I put forward that the murders of fifty people are not the actions of a madman because that would either imply a temporary loss of sensibility or a mental disability of some capacity, but rather these are the actions of a calculated and completely sane cancer of a man. Likewise, Fraser Anning's words are not a mistake or misstep and neither have we taken them out of context. Fraser Anning is an elected representative who is an apologist for terrorism.
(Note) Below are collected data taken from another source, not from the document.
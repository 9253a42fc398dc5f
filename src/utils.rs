/// 将固定宽度的ASCII字段解码为去除填充的字符串
///
/// Bytes outside the ASCII range are dropped, the rest is trimmed on both
/// sides. Header fields are space padded, sidecar-derived ones may carry NULs.
pub fn ascii_field(raw: &[u8]) -> String {
    let text: String = raw
        .iter()
        .filter(|b| b.is_ascii())
        .map(|&b| b as char)
        .collect();
    text.trim_matches(|c: char| c.is_whitespace() || c == '\0').to_string()
}

/// 检查字符串是否为有效的整数
pub fn is_integer_number(s: &str) -> bool {
    let s = s.trim();
    if s.is_empty() {
        return false;
    }

    let digits = s.strip_prefix('+').or_else(|| s.strip_prefix('-')).unwrap_or(s);
    !digits.is_empty() && digits.chars().all(|c| c.is_ascii_digit())
}

/// 非本地化的整数解析，失败时返回 `None`
pub fn parse_int_field(s: &str) -> Option<i64> {
    let s = s.trim();
    if !is_integer_number(s) {
        return None;
    }
    s.parse().ok()
}

/// 非本地化的浮点数解析，失败时返回 `None`
pub fn parse_float_field(s: &str) -> Option<f64> {
    let s = s.trim();
    if s.is_empty() {
        return None;
    }
    s.parse::<f64>().ok().filter(|v| v.is_finite())
}

/// Sampling interval in whole microseconds for a rate in Hz.
pub fn sampling_interval_us(fs: f64) -> u64 {
    if fs <= 0.0 {
        return 0;
    }
    (1_000_000.0 / fs).round() as u64
}

/// Sampling rate in Hz for an interval in microseconds, 0 when the interval is unusable.
pub fn rate_from_interval_us(interval_us: f64) -> f64 {
    if interval_us > 0.0 {
        1_000_000.0 / interval_us
    } else {
        0.0
    }
}

/// Keeps alphanumerics, `-` and `_`, the character set legacy viewers accept in labels.
pub fn sanitize_label(label: &str) -> String {
    label
        .chars()
        .filter(|c| c.is_ascii_alphanumeric() || *c == '-' || *c == '_')
        .collect()
}

/// ASCII bytes of `text`, silently dropping anything non-ASCII.
pub fn ascii_bytes(text: &str) -> Vec<u8> {
    text.bytes().filter(|b| b.is_ascii()).collect()
}

#[cfg(test)]
mod tests {
    use super::*;

    #[test]
    fn test_is_integer_number() {
        assert!(is_integer_number("123"));
        assert!(is_integer_number("-456"));
        assert!(is_integer_number("+789"));
        assert!(is_integer_number(" 0  "));
        assert!(!is_integer_number("12.34"));
        assert!(!is_integer_number("abc"));
        assert!(!is_integer_number(""));
        assert!(!is_integer_number("-"));
    }

    #[test]
    fn test_ascii_field_trims_padding() {
        assert_eq!(ascii_field(b"Fp1             "), "Fp1");
        assert_eq!(ascii_field(b"  uV\0\0"), "uV");
        assert_eq!(ascii_field(&[b'O', 0xC3, 0xA9, b'1']), "O1");
    }

    #[test]
    fn test_numeric_fields() {
        assert_eq!(parse_int_field("250     "), Some(250));
        assert_eq!(parse_int_field("2.5"), None);
        assert_eq!(parse_float_field("-3276.8 "), Some(-3276.8));
        assert_eq!(parse_float_field("abc"), None);
        assert_eq!(parse_float_field("NaN"), None);
    }

    #[test]
    fn test_sampling_interval() {
        assert_eq!(sampling_interval_us(250.0), 4000);
        assert_eq!(sampling_interval_us(256.0), 3906);
        assert_eq!(sampling_interval_us(0.0), 0);
        assert!((rate_from_interval_us(4000.0) - 250.0).abs() < 1e-9);
        assert_eq!(rate_from_interval_us(0.0), 0.0);
    }

    #[test]
    fn test_sanitize_label() {
        assert_eq!(sanitize_label("EEG Fp1-REF"), "EEGFp1-REF");
        assert_eq!(sanitize_label("T3_(old)"), "T3_old");
    }
}
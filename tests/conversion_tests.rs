use std::collections::HashSet;
use std::fs;
use std::path::Path;

use wineeg::calibration::{patched_offsets, IDENTITY_SLOTS, MAX_SENSITIVITY};
use wineeg::fixtures::{synthetic_template, template_sample, write_template, EdfBuilder};
use wineeg::{
    Advisory, CompositorOptions, ConvertError, FrameCompositor, HeaderReader, LegacyTemplate,
    MemorySink, NullSink, Step, TemplateSet, TemplateVariant,
};

// 10 Hz keeps multi-minute recordings small
const TEST_RATE: f64 = 10.0;

fn options_in(dir: &Path) -> CompositorOptions {
    let mut options = CompositorOptions::new(TemplateSet::in_dir(dir, "short.EEG", "extended.EEG"));
    options.sample_rate_hz = TEST_RATE;
    options.head_frames = 50;
    options.tail_frames = 10;
    options.patient_name = "Integration Patient".to_string();
    options
}

fn minutes_of_frames(minutes: f64) -> usize {
    (minutes * 60.0 * TEST_RATE) as usize
}

fn source_samples(frames: usize) -> Vec<i16> {
    (0..frames * 19).map(|i| ((i * 7) % 20_000) as i16 - 10_000).collect()
}

#[test]
fn test_scenario_uniform_rate() {
    let dir = tempfile::tempdir().unwrap();
    let path = dir.path().join("scenario_a.edf");
    EdfBuilder::standard_montage(10).write(&path).unwrap();

    let header = HeaderReader::open(&path).unwrap();
    assert_eq!(header.channel_count, 19);
    assert_eq!(header.record_count, 10);
    assert_eq!(header.record_duration_s, 1.0);
    assert_eq!(header.common_fs(), (250.0, true));
    assert_eq!(header.total_samples_per_channel(), vec![2500; 19]);
}

#[test]
fn test_scenario_template_selection() {
    let dir = tempfile::tempdir().unwrap();
    let options = options_in(dir.path());
    let layout = options.layout;
    write_template(&options.templates.short, &layout, minutes_of_frames(12.0)).unwrap();
    write_template(&options.templates.extended, &layout, minutes_of_frames(30.0)).unwrap();

    let sink = NullSink;
    let compositor = FrameCompositor::new(options.clone(), &sink);

    let eight = compositor.compose(&source_samples(minutes_of_frames(8.0)), 19).unwrap();
    assert_eq!(eight.selection.variant, TemplateVariant::Short);
    assert!(eight.advisories.is_empty());

    let twenty = compositor.compose(&source_samples(minutes_of_frames(20.0)), 19).unwrap();
    assert_eq!(twenty.selection.variant, TemplateVariant::Extended);
    assert!(twenty.advisories.is_empty());

    fs::remove_file(&options.templates.extended).unwrap();
    let sink = MemorySink::new();
    let compositor = FrameCompositor::new(options, &sink);
    let fallback = compositor.compose(&source_samples(minutes_of_frames(20.0)), 19).unwrap();

    assert_eq!(fallback.selection.variant, TemplateVariant::Short);
    assert!(fallback.selection.may_truncate);
    assert!(fallback.advisories.contains(&Advisory::FallbackTemplate {
        wanted: TemplateVariant::Extended,
        used: TemplateVariant::Short,
        may_truncate: true,
    }));
    let lost = fallback
        .advisories
        .iter()
        .find_map(|a| match a {
            Advisory::DataTruncated { lost_frames, .. } => Some(*lost_frames),
            _ => None,
        })
        .unwrap();
    assert_eq!(lost, minutes_of_frames(20.0) - (minutes_of_frames(12.0) - 60));
    assert_eq!(sink.count(wineeg::Level::Warning), 2);
}

#[test]
fn test_header_and_trailer_survive_outside_patches() {
    let dir = tempfile::tempdir().unwrap();
    let options = options_in(dir.path());
    let layout = options.layout;
    write_template(&options.templates.short, &layout, 500).unwrap();
    let original = LegacyTemplate::split(&synthetic_template(&layout, 500), layout).unwrap();

    let sink = NullSink;
    let compositor = FrameCompositor::new(options, &sink);
    let outcome = compositor
        .compose_to(&source_samples(300), 19, dir.path().join("out.EEG"))
        .unwrap();

    let written = fs::read(&outcome.output).unwrap();
    assert_eq!(written.len(), original.total_len());
    let composed = LegacyTemplate::split(&written, layout).unwrap();

    let patched: HashSet<usize> = patched_offsets().into_iter().collect();
    for (offset, (&before, &after)) in original.header.iter().zip(&composed.header).enumerate() {
        if !patched.contains(&offset) {
            assert_eq!(before, after, "header byte 0x{:04X} changed", offset);
        }
    }
    assert_eq!(composed.trailer, original.trailer);

    for offset in 0x0327..=0x0337 {
        assert_eq!(composed.header[offset], MAX_SENSITIVITY);
    }
    assert_eq!(composed.header[0x0326], original.header[0x0326]);
    assert_eq!(composed.header[0x0338], original.header[0x0338]);
    for &(offset, len) in IDENTITY_SLOTS.iter() {
        assert_eq!(&composed.header[offset..offset + 19], b"Integration Patient");
        assert!(composed.header[offset + 19..offset + len].iter().all(|&b| b == 0));
    }
}

#[test]
fn test_size_never_changes() {
    let dir = tempfile::tempdir().unwrap();
    let options = options_in(dir.path());
    write_template(&options.templates.short, &options.layout, 200).unwrap();
    let expected = synthetic_template(&options.layout, 200).len();

    let sink = NullSink;
    let compositor = FrameCompositor::new(options, &sink);
    for frames in [0usize, 1, 139, 140, 141, 1000] {
        let composition = compositor.compose(&source_samples(frames), 19).unwrap();
        assert_eq!(composition.bytes.len(), expected, "{} source frames", frames);
    }
}

#[test]
fn test_compose_is_idempotent() {
    let dir = tempfile::tempdir().unwrap();
    let options = options_in(dir.path());
    write_template(&options.templates.short, &options.layout, 400).unwrap();
    let samples = source_samples(250);

    let sink = NullSink;
    let compositor = FrameCompositor::new(options, &sink);
    let first = compositor.compose_to(&samples, 19, dir.path().join("a.EEG")).unwrap();
    let second = compositor.compose_to(&samples, 19, dir.path().join("b.EEG")).unwrap();
    let again = compositor.compose_to(&samples, 19, dir.path().join("a.EEG")).unwrap();

    let a = fs::read(first.output).unwrap();
    assert_eq!(a, fs::read(second.output).unwrap());
    assert_eq!(a, fs::read(again.output).unwrap());
}

#[test]
fn test_splice_window_and_marker_columns() {
    let dir = tempfile::tempdir().unwrap();
    let options = options_in(dir.path());
    let layout = options.layout;
    write_template(&options.templates.short, &layout, 300).unwrap();
    let samples = source_samples(120);

    let sink = NullSink;
    let compositor = FrameCompositor::new(options, &sink);
    let composition = compositor.compose(&samples, 19).unwrap();
    let window = composition.window;
    assert_eq!((window.start, window.end), (50, 170));

    let grid = LegacyTemplate::split(&composition.bytes, layout).unwrap().samples();
    for frame in 0..300 {
        for channel in 0..19 {
            let value = grid[frame * 19 + channel];
            let marker = channel == 0 || channel == 18;
            if window.contains(frame) && !marker {
                assert_eq!(value, samples[(frame - window.start) * 19 + channel]);
            } else {
                assert_eq!(value, template_sample(frame, channel, 19), "frame {} channel {}", frame, channel);
            }
        }
    }
}

#[test]
fn test_structural_failures_leave_no_output() {
    let dir = tempfile::tempdir().unwrap();
    let options = options_in(dir.path());
    let output = dir.path().join("out.EEG");

    // payload one byte short of a whole frame
    let mut bytes = synthetic_template(&options.layout, 20);
    bytes.remove(1500);
    fs::write(&options.templates.short, bytes).unwrap();

    let sink = NullSink;
    let compositor = FrameCompositor::new(options.clone(), &sink);
    let err = compositor.compose_to(&source_samples(10), 19, &output).unwrap_err();
    assert!(matches!(err, ConvertError::MisalignedPayload { frame_size: 38, .. }));
    assert_eq!(err.step(), Some(Step::SplitTemplate));
    assert!(!output.exists());

    fs::write(&options.templates.short, vec![0u8; 512]).unwrap();
    let err = compositor.compose_to(&source_samples(10), 19, &output).unwrap_err();
    assert!(matches!(err, ConvertError::TemplateTooSmall { len: 512, minimum: 1058 }));
    assert!(!output.exists());

    let err = compositor.compose_to(&[0i16; 18 * 4], 18, &output).unwrap_err();
    assert_eq!(err.step(), Some(Step::Analyze));
    assert!(!output.exists());
}

#[test]
fn test_unwritable_output_is_write_error() {
    let dir = tempfile::tempdir().unwrap();
    let options = options_in(dir.path());
    write_template(&options.templates.short, &options.layout, 100).unwrap();

    let sink = NullSink;
    let compositor = FrameCompositor::new(options, &sink);
    let output = dir.path().join("missing_dir").join("out.EEG");
    let err = compositor.compose_to(&source_samples(10), 19, &output).unwrap_err();
    assert!(matches!(err, ConvertError::OutputWrite { .. }));
    assert_eq!(err.step(), Some(Step::Write));
}

#[test]
fn test_decode_scale_compose_from_source_file() {
    let dir = tempfile::tempdir().unwrap();
    let source = dir.path().join("rec.edf");
    EdfBuilder::standard_montage(4).write(&source).unwrap();

    use wineeg::{NativeEdfToolkit, SampleScaler, SignalToolkit};
    let recording = NativeEdfToolkit.decode(&source).unwrap();
    let (samples, stats) = SampleScaler::default().scale(&recording);
    assert_eq!(samples.len(), 1000 * 19);
    assert_eq!(stats.clipped, 0);

    let mut options = options_in(dir.path());
    options.sample_rate_hz = 250.0;
    write_template(&options.templates.short, &options.layout, 1200).unwrap();
    let sink = NullSink;
    let composition = FrameCompositor::new(options, &sink).compose(&samples, 19).unwrap();
    assert_eq!(composition.window.frames_to_splice, 1000);
    assert_eq!(composition.source_frames, 1000);
}
impl CrossValidator {
    pub fn new(config: ValidationConfig) -> Self {
        CrossValidator { config }
    }

    /// Reads the inputs from disk and validates them
    ///
    /// # Errors
    ///
    /// Only when the source header cannot be read. An unreadable sidecar is
    /// reported as a critical issue instead.
    pub fn validate_paths(&self, source: &Path, sidecar: Option<&Path>, artifact: Option<&Path>) -> Result<ValidationReport> {
        let header = HeaderReader::open(source)?;
        let (parsed, sidecar_error) = match sidecar.map(SidecarHeader::load) {
            Some(Ok(parsed)) => (Some(parsed), None),
            Some(Err(e)) => (None, Some(e.to_string())),
            None => (None, None),
        };

        // MarkerFile 相对于 .vhdr 所在目录
        let marker_path = match (&parsed, sidecar) {
            (Some(parsed), Some(sidecar)) if !parsed.marker_file.is_empty() => Some(
                sidecar
                    .parent()
                    .unwrap_or_else(|| Path::new("."))
                    .join(&parsed.marker_file),
            ),
            _ => None,
        };
        let (markers, marker_error) = match marker_path.as_deref().map(MarkerFile::load) {
            Some(Ok(markers)) => (Some(markers), None),
            Some(Err(e)) => (None, Some(e.to_string())),
            None => (None, None),
        };

        let mut inputs = ValidationInputs::new(&header);
        inputs.sidecar = parsed.as_ref();
        inputs.sidecar_error = sidecar_error;
        inputs.markers = markers.as_ref();
        inputs.marker_error = marker_error;
        inputs.artifact = artifact;
        let mut report = self.validate(inputs);
        if report.sidecar_path.is_none() {
            report.sidecar_path = sidecar.map(Path::to_path_buf);
        }
        if report.marker_path.is_none() {
            report.marker_path = marker_path;
        }
        Ok(report)
    }

    pub fn validate(&self, inputs: ValidationInputs<'_>) -> ValidationReport {
        let source = inputs.source;
        let signal_channels = source.signal_channels();
        let signal_labels: Vec<String> = signal_channels.iter().map(|&i| source.labels[i].clone()).collect();
        let normalized_source = normalized_labels(&signal_labels);
        let (fs, fs_equal) = source.common_fs();
        let totals = source.total_samples_per_channel();

        let mut checks = Vec::new();
        let mut critical_issues = Vec::new();
        let mut warnings = Vec::new();
        let mut advice = Vec::new();

        let mut metadata = SummaryMetadata {
            source_fs: fs,
            source_fs_channels_equal: fs_equal,
            source_channels: signal_channels.len(),
            source_duration_s: source.duration_s(),
            source_total_samples_per_channel: signal_channels.iter().map(|&i| totals[i]).collect(),
            ..SummaryMetadata::default()
        };

        for anomaly in &source.anomalies {
            warnings.push(anomaly.to_string());
        }
        if !fs_equal {
            warnings.push(format!("Sampling rates differ across channels, using most common rate {} Hz", fs));
        }
        warnings.extend(inputs.advisories.iter().cloned());

        if let Some(error) = &inputs.sidecar_error {
            critical_issues.push(format!("Sidecar unreadable: {}", error));
        }

        if let Some(sidecar) = inputs.sidecar {
            let sidecar_fs = sidecar.sample_rate();
            let orientation = sidecar.data_orientation.to_ascii_uppercase();
            let format = sidecar.data_format.to_ascii_uppercase();
            let labels = sidecar.labels();

            metadata.sidecar_fs = Some(sidecar_fs);
            metadata.sidecar_channels = Some(sidecar.channel_count);
            metadata.sidecar_binary_format = Some(sidecar.binary_format.to_ascii_uppercase());
            metadata.sidecar_data_format = Some(format.clone());
            metadata.sidecar_orientation = Some(orientation.clone());
            metadata.sidecar_labels = Some(labels.clone());

            checks.push(Check::new(
                CHECK_FS,
                CheckValue::Number(fs),
                CheckValue::Number(sidecar_fs),
                (sidecar_fs - fs).abs() < self.config.rate_tolerance_hz,
            ));

            let channels_ok = sidecar.channel_count == signal_channels.len() as i64;
            checks.push(Check::new(
                CHECK_CHANNELS,
                CheckValue::Count(signal_channels.len() as u64),
                CheckValue::Count(sidecar.channel_count.max(0) as u64),
                channels_ok,
            ));
            if !channels_ok {
                critical_issues.push(format!(
                    "Channel count mismatch: source has {}, sidecar declares {}",
                    signal_channels.len(),
                    sidecar.channel_count
                ));
            }

            let orientation_ok = orientation == "MULTIPLEXED";
            checks.push(Check::new(
                CHECK_ORIENTATION,
                CheckValue::Text("MULTIPLEXED".to_string()),
                CheckValue::Text(orientation.clone()),
                orientation_ok,
            ));
            if !orientation_ok {
                critical_issues.push(format!("Unsupported data orientation '{}'", orientation));
            }

            let format_ok = format == "BINARY";
            checks.push(Check::new(
                CHECK_FORMAT,
                CheckValue::Text("BINARY".to_string()),
                CheckValue::Text(format.clone()),
                format_ok,
            ));
            if !format_ok {
                critical_issues.push(format!("Unsupported data format '{}'", format));
            }
        }

        if let Some(artifact) = inputs.artifact {
            match fs::metadata(artifact) {
                Ok(meta) => {
                    let observed = meta.len();
                    let bps = inputs.sidecar.map_or(2, SidecarHeader::bytes_per_sample) as u64;
                    let per_channel = metadata.source_total_samples_per_channel.first().copied().unwrap_or(0);
                    metadata.artifact_bytes = Some(observed);

                    let expected = (signal_channels.len() as u64)
                        .checked_mul(per_channel)
                        .and_then(|n| n.checked_mul(bps));
                    match expected {
                        Some(expected) => {
                            let pass = expected == observed;
                            checks.push(Check::new(
                                CHECK_SIZE,
                                CheckValue::Count(expected),
                                CheckValue::Count(observed),
                                pass,
                            ));
                            if !pass {
                                critical_issues.push(format!(
                                    "Binary size mismatch: expected {} bytes, got {}",
                                    expected, observed
                                ));
                                advice.push(format!(
                                    "Binary size mismatch: expected {} bytes from source, got {}. Check binary format, channel count, or total samples.",
                                    expected, observed
                                ));
                            }
                        }
                        None => {
                            checks.push(Check::new(CHECK_SIZE, CheckValue::Missing, CheckValue::Count(observed), false));
                            critical_issues.push(format!(
                                "Binary size out of range: {} channels x {} samples x {} bytes overflows",
                                signal_channels.len(),
                                per_channel,
                                bps
                            ));
                        }
                    }
                }
                Err(e) => {
                    critical_issues.push(format!("Artifact {} unreadable: {}", artifact.display(), e));
                }
            }
        }

        if let Some(sidecar) = inputs.sidecar {
            let observed = sidecar.labels();
            let normalized_observed = normalized_labels(&observed);
            let same_set = label_set(&normalized_observed) == label_set(&normalized_source);
            checks.push(Check::new(
                CHECK_LABELS,
                CheckValue::Labels(signal_labels.clone()),
                CheckValue::Labels(observed.clone()),
                same_set,
            ));
            if same_set && observed.len() != signal_labels.len() {
                advice.push(
                    "Channel label sets match but lengths differ. Investigate duplicates or extra channels."
                        .to_string(),
                );
            }
            if same_set && normalized_observed != normalized_source {
                advice.push(
                    "Channel labels are the same set but in a different order; ensure the multiplexed order matches the source."
                        .to_string(),
                );
            }
            if !same_set {
                warnings.push("Channel label sets differ between source and sidecar".to_string());
            }
            let renamed: Vec<String> = signal_labels
                .iter()
                .filter(|l| sanitize_label(l) != **l)
                .map(|l| format!("'{}' -> '{}'", l, sanitize_label(l)))
                .collect();
            if !renamed.is_empty() {
                advice.push(format!("Source labels were sanitized for export: {}", renamed.join(", ")));
            }
        }

        if let Some(error) = &inputs.marker_error {
            warnings.push(format!("Marker file unreadable: {}", error));
        }
        if let Some(markers) = inputs.markers {
            metadata.marker_count = Some(markers.markers.len());
            if let Some(sidecar) = inputs.sidecar {
                if !markers.data_file.eq_ignore_ascii_case(&sidecar.data_file) {
                    warnings.push(format!(
                        "Marker file refers to data file '{}', sidecar declares '{}'",
                        markers.data_file, sidecar.data_file
                    ));
                }
            }
            let per_channel = metadata.source_total_samples_per_channel.first().copied().unwrap_or(0);
            let last = markers.last_position();
            if per_channel > 0 && last > per_channel {
                warnings.push(format!(
                    "Markers reach sample {} but the source has {} samples per channel",
                    last, per_channel
                ));
            }
        }

        if let Some(legacy) = &inputs.legacy {
            check_legacy(legacy, &mut checks, &mut critical_issues, &mut metadata);
        }

        if let Some(stats) = inputs.scale_stats {
            if stats.clip_ratio() > self.config.clip_warning_ratio {
                warnings.push(format!(
                    "Amplitude clipping: {} of {} samples ({:.2}%) hit the 16-bit limits, peak {:.1} uV",
                    stats.clipped,
                    stats.total,
                    stats.clip_ratio() * 100.0,
                    stats.peak_abs_uv
                ));
                advice.push("Lower the scale factor if clipped segments matter clinically.".to_string());
            }
        }

        if let Some(quality) = &inputs.signal_quality {
            advice.extend(quality.notes.iter().cloned());
        }

        let clinical = if self.config.clinical_checks {
            clinical_checks(&signal_labels, source.duration_s(), fs)
        } else {
            Vec::new()
        };

        let checks_passed = checks.iter().filter(|c| c.pass).count();
        let clinical_passed = clinical.iter().filter(|c| c.pass).count();
        let confidence = score(
            checks_passed,
            checks.len(),
            clinical_passed,
            critical_issues.len(),
            warnings.len(),
        );

        ValidationReport {
            timestamp: chrono::Local::now().format("%Y-%m-%dT%H:%M:%S").to_string(),
            source_path: source.path.clone(),
            sidecar_path: inputs.sidecar.and_then(|s| s.path.clone()),
            marker_path: inputs.markers.and_then(|m| m.path.clone()),
            artifact_path: inputs.artifact.map(Path::to_path_buf),
            legacy_path: inputs.legacy.as_ref().map(|l| l.path.to_path_buf()),
            summary: Summary {
                confidence,
                assessment: Assessment::from_confidence(confidence),
                checks_passed,
                checks_total: checks.len(),
                clinical_passed,
                clinical_total: clinical.len(),
                metadata,
            },
            checks,
            clinical,
            critical_issues,
            warnings,
            advice,
            signal_quality: inputs.signal_quality,
        }
    }
}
If we do want to talk about words taken out of context, then the closing paragraph of Senator Fraser Anning's address is an example in point:

"As we read in Matthew 26:52 'all they that take the sword, shall perish by the sword' and those who follow a violent religion that calls on them to murder us, cannot be too surprised when someone takes them at their word and responds in kind"
- Fraser Anning, 15th Mar 2019

If we do actually want to bother to interrogate the context in which those words appear, then a broader scope of that passage in Matthew's gospel is essential.

While he was still speaking, Judas, one of the Twelve, arrived. With him was a large crowd armed with swords and clubs, sent from the chief priests and the elders of the people. Now the betrayer had arranged a signal with them: “The one I kiss is the man; arrest him.” Going at once to Jesus, Judas said, “Greetings, Rabbi!” and kissed him.
Jesus replied, “Do what you came for, friend.”

Then the men stepped forward, seized Jesus and arrested him. With that, one of Jesus’ companions reached for his sword, drew it out and struck the servant of the high priest, cutting off his ear.

“Put your sword back in its place,” Jesus said to him, “for all who draw the sword will die by the sword. Do you think I cannot call on my Father, and he will at once put at my disposal more than twelve legions of angels? But how then would the Scriptures be fulfilled that say it must happen in this way?”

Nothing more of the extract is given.